The fourth in a series (Birds of a Feather, 2004, etc.) of class-conscious World War II–era whodunits.
On a beastly cold winter day, London artist Nicholas Bassington-Hope is found dead in his gallery, where he had been erecting scaffolding for the mysterious pièce de résistance of his upcoming show. Scotland Yards rules Nick’s death an accident and closes the case. But his twin sister, Georgina, is convinced that there was foul play and hires psychologist and investigator Maisie Dobbs to look into the matter. Maisie spends the next several days acquainting herself with Nick’s high-brow family, his loyal friends, and the rich patrons who were interested in buying his work.
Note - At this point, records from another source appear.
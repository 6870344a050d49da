//! Submission directories written to temporary storage.

#![allow(dead_code)]

use std::collections::BTreeMap;
use std::fs;
use std::path::{Path, PathBuf};

use subval_model::{FileType, SubmissionFile};
use subval_validate::{DeletionManifest, KeyValidationInput};
use tempfile::TempDir;

pub const DONOR_HEADER: &str = "donor_id\tdonor_sex";
pub const SPECIMEN_HEADER: &str = "donor_id\tspecimen_id\tspecimen_type";
pub const SAMPLE_HEADER: &str = "analyzed_sample_id\tspecimen_id\tanalyzed_sample_type";
pub const SSM_M_HEADER: &str = "analysis_id\tanalyzed_sample_id\tmatched_sample_id\tplatform";
pub const SSM_P_HEADER: &str = "analysis_id\tanalyzed_sample_id\tmutation_type\treference_genome_allele\tcontrol_genotype\ttumour_genotype\tmutated_from_allele\tmutated_to_allele";

pub struct Fixture {
    dir: TempDir,
}

impl Fixture {
    pub fn new() -> Self {
        Self {
            dir: TempDir::new().expect("temp dir"),
        }
    }

    pub fn path(&self) -> &Path {
        self.dir.path()
    }

    /// Writes `<sub>/<name>` with a header and rows.
    pub fn write(&self, sub: &str, name: &str, header: &str, rows: &[&str]) -> PathBuf {
        let dir = self.dir.path().join(sub);
        fs::create_dir_all(&dir).expect("create dir");
        let mut contents = String::from(header);
        contents.push('\n');
        for row in rows {
            contents.push_str(row);
            contents.push('\n');
        }
        let path = dir.join(name);
        fs::write(&path, contents).expect("write file");
        path
    }

    pub fn submission_files(&self, sub: &str) -> Vec<SubmissionFile> {
        subval_ingest::discover_submission_files(&self.dir.path().join(sub))
            .expect("discover files")
    }

    /// Key validation input over every file in `new` and `existing`.
    pub fn key_input(&self, new: &str, existing: Option<&str>) -> KeyValidationInput {
        let new_files: BTreeMap<FileType, SubmissionFile> = self
            .submission_files(new)
            .into_iter()
            .filter_map(|file| file.file_type.map(|file_type| (file_type, file)))
            .collect();
        let existing_files = existing
            .map(|sub| {
                self.submission_files(sub)
                    .into_iter()
                    .filter_map(|file| file.file_type.map(|file_type| (file_type, file.path)))
                    .collect()
            })
            .unwrap_or_default();
        KeyValidationInput {
            new_files,
            existing_files,
            deletions: DeletionManifest::empty(),
        }
    }

    /// A complete, consistent clinical and SSM submission in `sub`.
    pub fn valid_submission(&self, sub: &str) {
        self.write(sub, "donor.txt", DONOR_HEADER, &["D1\tmale", "D2\tfemale"]);
        self.write(
            sub,
            "specimen.txt",
            SPECIMEN_HEADER,
            &["D1\tSP1\tnormal", "D2\tSP2\ttumour"],
        );
        self.write(
            sub,
            "sample.txt",
            SAMPLE_HEADER,
            &["SA1\tSP1\tdna", "SA2\tSP2\tdna"],
        );
        self.write(sub, "ssm_m.txt", SSM_M_HEADER, &["AN1\tSA2\tSA1\tillumina"]);
        self.write(
            sub,
            "ssm_p.txt",
            SSM_P_HEADER,
            &[
                "AN1\tSA2\tsnv\tA\tA/A\tA/G\tA\tG",
                "AN1\tSA2\tsnv\tC\tC/C\tC/T\tC\tT",
            ],
        );
    }
}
She learns that Nick, while universally respected as a talented artist, also produced a body of evocative and even offensive work. Did his latest masterpiece, which he had kept hidden from even close family and friends, have the potential to shock and anger someone into murder? Other characters in his life are also suspicious. Nick’s older sister Nolly is a war widow who disapproved of his lifestyle and seems overly interested in his assets. His younger brother Harry is a derelict gambler who had gotten involved with the wrong crowd—one Scotland Yard is trailing far closer than Nick’s potential homicide. And even Georgina, a writer whom Maisie learns has been involved in a secret affair with Nick’s American patron—had recently been particularly competitive with her twin. As Maisie flits among the moneyed gentry of the Bassington-Hopes, she is all too aware of the growing chasm between their world and the rest of London. Her own assistant, Billy, can hardly pay for a doctor for his dying toddler, and his East End neighbors and relatives who came back from the war in France are largely jobless and homeless. Though the actual mystery is not as intricate Maisie’s previous adventures, Winspear makes up for it with careful, detailed treatment of the time period and its social issues.
Compassion and authenticity bolster the anemic suspense.